*** DATA SECTION ***
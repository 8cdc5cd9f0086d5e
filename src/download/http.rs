//! Blocking HTTP transfer for signed asset URLs.
use std::fs::File;
use std::io::Write;
use std::path::Path;
use std::time::Duration;

use reqwest::StatusCode;
use reqwest::blocking::Client;
use reqwest::header::RETRY_AFTER;
use tracing::debug;

use super::fetcher::RawFetcher;
use crate::source::{FetchDescriptor, ProviderError};

const DEFAULT_TIMEOUT_SECS: u64 = 300;
const USER_AGENT: &str = concat!("satmosaic/", env!("CARGO_PKG_VERSION"));

/// Downloads `FetchDescriptor::url` with a plain GET and streams the body to disk.
pub struct HttpFetcher {
    client: Client,
}

impl HttpFetcher {
    pub fn new() -> Result<Self, ProviderError> {
        Self::with_timeout(Duration::from_secs(DEFAULT_TIMEOUT_SECS))
    }

    pub fn with_timeout(timeout: Duration) -> Result<Self, ProviderError> {
        let client = Client::builder()
            .timeout(timeout)
            .user_agent(USER_AGENT)
            .build()
            .map_err(|e| ProviderError::Http(format!("failed to build HTTP client: {}", e)))?;
        Ok(Self { client })
    }

    /// Use a preconfigured client (proxies, TLS roots, headers).
    pub fn from_client(client: Client) -> Self {
        Self { client }
    }
}

impl RawFetcher for HttpFetcher {
    fn fetch(&self, descriptor: &FetchDescriptor, dest: &Path) -> Result<u64, ProviderError> {
        debug!("GET {}", descriptor.url);
        let mut response = self
            .client
            .get(&descriptor.url)
            .send()
            .map_err(classify_transport)?;

        let status = response.status();
        if !status.is_success() {
            let retry_after = response
                .headers()
                .get(RETRY_AFTER)
                .and_then(|v| v.to_str().ok())
                .and_then(parse_retry_after);
            return Err(status_error(status, retry_after, &descriptor.url));
        }

        let mut file = File::create(dest)?;
        let bytes = response.copy_to(&mut file).map_err(classify_transport)?;
        file.flush()?;
        file.sync_all()?;
        Ok(bytes)
    }
}

fn classify_transport(e: reqwest::Error) -> ProviderError {
    if e.is_timeout() {
        ProviderError::Timeout(e.to_string())
    } else {
        ProviderError::Http(e.to_string())
    }
}

/// Map a non-success status onto the provider error taxonomy.
pub fn status_error(status: StatusCode, retry_after: Option<Duration>, url: &str) -> ProviderError {
    match status {
        StatusCode::TOO_MANY_REQUESTS | StatusCode::SERVICE_UNAVAILABLE => {
            ProviderError::RateLimited { retry_after }
        }
        StatusCode::REQUEST_TIMEOUT | StatusCode::GATEWAY_TIMEOUT => {
            ProviderError::Timeout(format!("HTTP {} for {}", status.as_u16(), url))
        }
        StatusCode::NOT_FOUND | StatusCode::GONE => {
            ProviderError::NotFound(format!("HTTP {} for {}", status.as_u16(), url))
        }
        _ => ProviderError::Rejected(format!("HTTP {} for {}", status.as_u16(), url)),
    }
}

/// Only the delta-seconds form is honoured; HTTP dates fall back to the configured backoff.
fn parse_retry_after(value: &str) -> Option<Duration> {
    value.trim().parse::<u64>().ok().map(Duration::from_secs)
}

#[cfg(test)]
mod tests {
    use super::*;
    use crate::download::fetcher::{FetchOutcome, RetryingFetcher};
    use std::io::{BufRead, BufReader};
    use std::net::TcpListener;
    use std::thread;

    /// Answers one connection per canned response, in order, then exits.
    fn serve(responses: Vec<String>) -> (String, thread::JoinHandle<()>) {
        let listener = TcpListener::bind("127.0.0.1:0").unwrap();
        let url = format!("http://{}/tiles/B04.tif", listener.local_addr().unwrap());
        let handle = thread::spawn(move || {
            for response in responses {
                let (mut stream, _) = listener.accept().unwrap();
                let mut reader = BufReader::new(stream.try_clone().unwrap());
                let mut line = String::new();
                while reader.read_line(&mut line).unwrap() > 0 && line != "\r\n" {
                    line.clear();
                }
                stream.write_all(response.as_bytes()).unwrap();
                stream.flush().unwrap();
            }
        });
        (url, handle)
    }

    fn response(status: &str, headers: &str, body: &str) -> String {
        format!(
            "HTTP/1.1 {status}\r\nContent-Length: {}\r\nConnection: close\r\n{headers}\r\n{body}",
            body.len()
        )
    }

    fn local_fetcher() -> HttpFetcher {
        let client = Client::builder()
            .no_proxy()
            .timeout(Duration::from_secs(10))
            .build()
            .unwrap();
        HttpFetcher::from_client(client)
    }

    #[test]
    fn test_status_mapping() {
        let url = "https://example.test/a.tif";
        assert!(matches!(
            status_error(StatusCode::TOO_MANY_REQUESTS, Some(Duration::from_secs(7)), url),
            ProviderError::RateLimited { retry_after: Some(d) } if d == Duration::from_secs(7)
        ));
        assert!(status_error(StatusCode::SERVICE_UNAVAILABLE, None, url).is_retryable());
        assert!(status_error(StatusCode::GATEWAY_TIMEOUT, None, url).is_retryable());
        assert!(matches!(
            status_error(StatusCode::NOT_FOUND, None, url),
            ProviderError::NotFound(_)
        ));
        let forbidden = status_error(StatusCode::FORBIDDEN, None, url);
        assert!(!forbidden.is_retryable());
        assert!(forbidden.to_string().contains("403"));
    }

    #[test]
    fn test_retry_after_parsing() {
        assert_eq!(parse_retry_after(" 120 "), Some(Duration::from_secs(120)));
        assert_eq!(parse_retry_after("Wed, 21 Oct 2015 07:28:00 GMT"), None);
    }

    #[test]
    fn test_client_builds() {
        assert!(HttpFetcher::with_timeout(Duration::from_secs(5)).is_ok());
    }

    #[test]
    fn test_streamed_body_lands_at_destination() {
        let body = "II*\0".to_string() + &"x".repeat(64 * 1024);
        let (url, server) = serve(vec![
            response("429 Too Many Requests", "Retry-After: 0\r\n", ""),
            response("200 OK", "Content-Type: image/tiff\r\n", &body),
        ]);
        let dir = tempfile::tempdir().unwrap();
        let dest = dir.path().join("r00c00").join("B04.tif");
        let descriptor = FetchDescriptor {
            band: Some("B04".into()),
            url,
        };

        let fetcher = RetryingFetcher::new(local_fetcher(), Duration::ZERO);
        let outcome = fetcher.fetch(Some(&descriptor), &dest, 1);
        server.join().unwrap();

        assert_eq!(
            outcome,
            FetchOutcome::Success {
                local_path: dest.clone(),
                bytes_written: body.len() as u64,
            }
        );
        assert_eq!(std::fs::read_to_string(&dest).unwrap(), body);
        let names: Vec<_> = std::fs::read_dir(dest.parent().unwrap())
            .unwrap()
            .map(|e| e.unwrap().file_name())
            .collect();
        assert_eq!(names, vec![std::ffi::OsString::from("B04.tif")]);
    }

    #[test]
    fn test_missing_asset_leaves_nothing_behind() {
        let (url, server) = serve(vec![response("404 Not Found", "", "no such key")]);
        let dir = tempfile::tempdir().unwrap();
        let dest = dir.path().join("B04.tif");
        let descriptor = FetchDescriptor { band: None, url };

        let outcome = RetryingFetcher::new(local_fetcher(), Duration::ZERO).fetch(Some(&descriptor), &dest, 3);
        server.join().unwrap();

        assert_eq!(outcome, FetchOutcome::NotFound);
        assert_eq!(std::fs::read_dir(dir.path()).unwrap().count(), 0);
    }
}
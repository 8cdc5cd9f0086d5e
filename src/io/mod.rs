//! I/O layer for georeferenced rasters.
//! Provides the `raster` interface, the `gdal` adapter, and `writers`
//! for GeoTIFF outputs and manifest sidecars.
pub mod raster;
pub use raster::{PixelType, RasterData, RasterError, RasterHeader, RasterIo};

pub mod gdal;
pub use self::gdal::GdalRasterIo;

pub mod writers;
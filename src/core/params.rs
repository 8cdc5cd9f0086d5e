use std::collections::HashSet;
use std::path::PathBuf;
use std::time::Duration;

use serde::{Deserialize, Serialize};

use crate::core::partition::DivisionPolicy;
use crate::error::{Error, Result};
use crate::types::ProviderProfile;

/// Pipeline settings, suitable for run files. Passed to the orchestrator at
/// construction; nothing here is process-wide state.
#[derive(Debug, Clone, Serialize, Deserialize)]
#[serde(default)]
pub struct PipelineConfig {
    /// Directory receiving per-tile downloads and mosaics
    pub output_dir: PathBuf,
    /// CRS every mosaic input is brought to before merging
    pub target_crs: String,
    /// No-data sentinel used when reprojecting and for unfilled mosaic pixels
    pub nodata: f64,
    pub tile_size_km: f64,
    /// Regions with a smaller radius are fetched as a single tile
    pub small_region_threshold_km: f64,
    /// Worker count of the download pool
    pub concurrency: usize,
    /// Retries after the first attempt on rate-limit/timeout
    pub max_retries: u32,
    pub retry_backoff_ms: u64,
    /// Cap on one retry wait, provider `Retry-After` hints included
    pub max_backoff_ms: u64,
    /// Minimum spacing between two request starts across all workers
    pub min_request_interval_ms: u64,
    /// Optional run-level deadline, counted from the start of the download phase
    pub deadline_secs: Option<u64>,
    pub delete_corrupt: bool,
    pub keep_reprojected: bool,
    pub division_policy: DivisionPolicy,
    /// Band assets to download per scene, in output order; empty means all
    pub bands: Vec<String>,
}

impl Default for PipelineConfig {
    fn default() -> Self {
        Self {
            output_dir: PathBuf::from("images"),
            target_crs: "EPSG:32721".to_string(),
            nodata: -32768.0,
            tile_size_km: 20.0,
            small_region_threshold_km: 50.0,
            concurrency: 3,
            max_retries: 3,
            retry_backoff_ms: 20_000,
            max_backoff_ms: 120_000,
            min_request_interval_ms: 0,
            deadline_secs: None,
            delete_corrupt: true,
            keep_reprojected: false,
            division_policy: DivisionPolicy::default(),
            bands: Vec::new(),
        }
    }
}

impl PipelineConfig {
    /// Defaults adjusted to one provider's band names, CRS and pacing.
    pub fn for_provider(profile: ProviderProfile) -> Self {
        Self::default().with_provider(profile)
    }

    pub fn with_provider(mut self, profile: ProviderProfile) -> Self {
        self.target_crs = profile.default_crs().to_string();
        self.bands = profile
            .default_bands()
            .iter()
            .map(|b| b.to_string())
            .collect();
        self.max_retries = profile.default_max_retries();
        self.min_request_interval_ms = profile.default_min_request_interval_ms();
        self
    }

    pub fn retry_backoff(&self) -> Duration {
        Duration::from_millis(self.retry_backoff_ms)
    }

    pub fn max_backoff(&self) -> Duration {
        Duration::from_millis(self.max_backoff_ms)
    }

    pub fn min_request_interval(&self) -> Duration {
        Duration::from_millis(self.min_request_interval_ms)
    }

    pub fn deadline(&self) -> Option<Duration> {
        self.deadline_secs.map(Duration::from_secs)
    }

    pub fn validate(&self) -> Result<()> {
        if self.concurrency == 0 {
            return Err(Error::config("concurrency", self.concurrency));
        }
        if !(self.tile_size_km.is_finite() && self.tile_size_km > 0.0) {
            return Err(Error::config("tile_size_km", self.tile_size_km));
        }
        if !(self.small_region_threshold_km.is_finite() && self.small_region_threshold_km >= 0.0) {
            return Err(Error::config(
                "small_region_threshold_km",
                self.small_region_threshold_km,
            ));
        }
        if self.target_crs.trim().is_empty() {
            return Err(Error::config("target_crs", "<empty>"));
        }
        if !self.nodata.is_finite() {
            return Err(Error::config("nodata", self.nodata));
        }
        if self.division_policy.fallback == 0
            || self.division_policy.tiers.iter().any(|t| t.divisions == 0)
        {
            return Err(Error::config("division_policy", "zero divisions"));
        }
        if self.max_backoff_ms < self.retry_backoff_ms {
            return Err(Error::config("max_backoff_ms", self.max_backoff_ms));
        }
        let mut seen = HashSet::new();
        if let Some(dup) = self.bands.iter().find(|b| !seen.insert(b.as_str())) {
            return Err(Error::config("bands", format!("duplicate band {dup}")));
        }
        Ok(())
    }
}
//! Core building blocks: degree/km geometry, region partitioning, pipeline
//! configuration and raster mosaicking. These are the primitives consumed by
//! the high-level `api` module.
pub mod geo;
pub mod mosaic;
pub mod params;
pub mod partition;
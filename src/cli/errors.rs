use thiserror::Error;

/// Application-specific errors for the CLI
#[derive(Debug, Error)]
pub enum AppError {
    #[error("Missing required argument: {arg}")]
    MissingArgument { arg: String },

    #[error("Invalid {arg}: {value}. Expected {expected}")]
    InvalidArgument {
        arg: String,
        value: String,
        expected: &'static str,
    },

    #[error("Conflicting arguments: {0}")]
    Conflict(String),

    #[error("I/O error: {0}")]
    Io(#[from] std::io::Error),

    #[error("Run file error: {0}")]
    RunFile(#[from] serde_json::Error),

    #[error(transparent)]
    Pipeline(#[from] satmosaic::Error),
}
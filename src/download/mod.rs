//! Asset download: retry policy, request pacing and the concurrent worker pool.
pub mod coordinator;
pub mod fetcher;
pub mod http;
pub mod rate_limit;

pub use coordinator::{CancelToken, ConcurrentDownloadCoordinator, FetchJob, TimedOutcome};
pub use fetcher::{FetchOutcome, RawFetcher, RetryingFetcher};
pub use http::HttpFetcher;
pub use rate_limit::RateLimiter;
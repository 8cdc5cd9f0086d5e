//! Splits a region into a grid of sub-tiles small enough for provider request limits.
//!
//! Edge convention: each tile covers the half-open box `[west, east) × [south, north)`,
//! except tiles in the last column/row, which are closed on the parent boundary.
//! Neighbouring tiles share the exact same f64 edge value because every edge is
//! computed as `origin + k * delta` and never accumulated.
use serde::{Deserialize, Serialize};
use tracing::debug;

use crate::core::geo::{BoundingBox, degree_deltas, km_span};
use crate::error::{Error, Result};

/// Slack used when deciding whether a final, partial column/row is needed.
const STEP_EPSILON: f64 = 1e-9;

/// Regions with at least `min_radius_km` use `divisions` tiles per axis.
#[derive(Debug, Clone, Copy, PartialEq, Serialize, Deserialize)]
pub struct DivisionTier {
    pub min_radius_km: f64,
    pub divisions: u32,
}

/// Radius-tiered division policy. The thresholds are empirical safety margins
/// against providers that truncate or reject oversized requests.
#[derive(Debug, Clone, PartialEq, Serialize, Deserialize)]
pub struct DivisionPolicy {
    pub tiers: Vec<DivisionTier>,
    pub fallback: u32,
}

impl Default for DivisionPolicy {
    fn default() -> Self {
        Self {
            tiers: vec![
                DivisionTier {
                    min_radius_km: 80.0,
                    divisions: 5,
                },
                DivisionTier {
                    min_radius_km: 50.0,
                    divisions: 4,
                },
            ],
            fallback: 3,
        }
    }
}

impl DivisionPolicy {
    /// Divisions per axis for a region of the given radius. Thresholds are
    /// inclusive on the higher tier.
    pub fn divisions_for(&self, radius_km: f64) -> u32 {
        let mut tiers = self.tiers.clone();
        tiers.sort_by(|a, b| b.min_radius_km.total_cmp(&a.min_radius_km));
        tiers
            .iter()
            .find(|t| radius_km >= t.min_radius_km)
            .map(|t| t.divisions)
            .unwrap_or(self.fallback)
            .max(1)
    }
}

/// Position of a tile inside its grid. Orders row-major (south to north, then west to east).
#[derive(Debug, Clone, Copy, PartialEq, Eq, PartialOrd, Ord, Hash, Serialize, Deserialize)]
pub struct TileIndex {
    pub row: u32,
    pub col: u32,
}

impl TileIndex {
    pub fn new(row: u32, col: u32) -> Self {
        Self { row, col }
    }
}

impl std::fmt::Display for TileIndex {
    fn fmt(&self, f: &mut std::fmt::Formatter<'_>) -> std::fmt::Result {
        write!(f, "r{:02}c{:02}", self.row, self.col)
    }
}

#[derive(Debug, Clone, Copy, PartialEq, Serialize, Deserialize)]
pub struct Tile {
    pub index: TileIndex,
    pub bbox: BoundingBox,
    /// The region this tile was cut from.
    pub parent: BoundingBox,
}

/// Ordered tiles covering one region, computed once per run.
#[derive(Debug, Clone, PartialEq, Serialize, Deserialize)]
pub struct TileGrid {
    pub parent: BoundingBox,
    pub rows: u32,
    pub cols: u32,
    /// Tile edge length actually used, in km.
    pub tile_size_km: f64,
    pub divisions: u32,
    pub tiles: Vec<Tile>,
}

impl TileGrid {
    /// Degenerate grid holding the whole region as one tile.
    pub fn single(bbox: BoundingBox) -> Self {
        let (w, h) = km_span(&bbox);
        Self {
            parent: bbox,
            rows: 1,
            cols: 1,
            tile_size_km: w.max(h),
            divisions: 1,
            tiles: vec![Tile {
                index: TileIndex::new(0, 0),
                bbox,
                parent: bbox,
            }],
        }
    }

    pub fn len(&self) -> usize {
        self.tiles.len()
    }

    pub fn is_empty(&self) -> bool {
        self.tiles.is_empty()
    }

    pub fn iter(&self) -> impl Iterator<Item = &Tile> {
        self.tiles.iter()
    }

    pub fn get(&self, index: TileIndex) -> Option<&Tile> {
        if index.row >= self.rows || index.col >= self.cols {
            return None;
        }
        self.tiles
            .get((index.row * self.cols + index.col) as usize)
    }
}

/// Number of `delta` steps needed to cover `extent`, at least one.
fn steps(extent: f64, delta: f64) -> u32 {
    ((extent / delta) - STEP_EPSILON).ceil().max(1.0) as u32
}

/// Edge `k` of an axis starting at `origin`, clamped to `end`; the last edge is `end` itself.
fn edge(origin: f64, delta: f64, k: u32, count: u32, end: f64) -> f64 {
    if k >= count {
        end
    } else {
        (origin + k as f64 * delta).min(end)
    }
}

#[derive(Debug, Clone, Default)]
pub struct BBoxPartitioner {
    policy: DivisionPolicy,
}

impl BBoxPartitioner {
    pub fn new(policy: DivisionPolicy) -> Self {
        Self { policy }
    }

    pub fn policy(&self) -> &DivisionPolicy {
        &self.policy
    }

    /// Cut `bbox` into a row-major grid.
    ///
    /// The division tier is chosen from `total_radius_km` when it is positive,
    /// otherwise from half the box height. Tiles are never smaller than
    /// `desired_tile_size_km` but grow when the tier would make them smaller
    /// than `2 * radius / divisions`.
    pub fn partition(
        &self,
        bbox: &BoundingBox,
        desired_tile_size_km: f64,
        total_radius_km: f64,
    ) -> Result<TileGrid> {
        let bbox = bbox.validated()?;
        if !(desired_tile_size_km.is_finite() && desired_tile_size_km > 0.0) {
            return Err(Error::config("tile_size_km", desired_tile_size_km));
        }

        let (_, height_km) = km_span(&bbox);
        let radius_km = if total_radius_km.is_finite() && total_radius_km > 0.0 {
            total_radius_km
        } else {
            height_km / 2.0
        };
        let divisions = self.policy.divisions_for(radius_km);
        let tile_size_km = desired_tile_size_km.max(2.0 * radius_km / divisions as f64);

        let (center_lat, _) = bbox.center();
        let (d_lat, d_lon) = degree_deltas(center_lat, tile_size_km);
        let rows = steps(bbox.height_deg(), d_lat);
        let cols = steps(bbox.width_deg(), d_lon);

        debug!(
            "Partitioning {} (radius {:.1} km): {} divisions, tile {:.2} km -> {}x{} tiles",
            bbox, radius_km, divisions, tile_size_km, rows, cols
        );

        let mut tiles = Vec::with_capacity((rows * cols) as usize);
        for row in 0..rows {
            let south = edge(bbox.south, d_lat, row, rows, bbox.north);
            let north = edge(bbox.south, d_lat, row + 1, rows, bbox.north);
            for col in 0..cols {
                let west = edge(bbox.west, d_lon, col, cols, bbox.east);
                let east = edge(bbox.west, d_lon, col + 1, cols, bbox.east);
                tiles.push(Tile {
                    index: TileIndex::new(row, col),
                    bbox: BoundingBox::new(west, south, east, north)?,
                    parent: bbox,
                });
            }
        }

        Ok(TileGrid {
            parent: bbox,
            rows,
            cols,
            tile_size_km,
            divisions,
            tiles,
        })
    }
}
***
Lines of the data that include the string "thread" are to be counted; report the total by itself.

3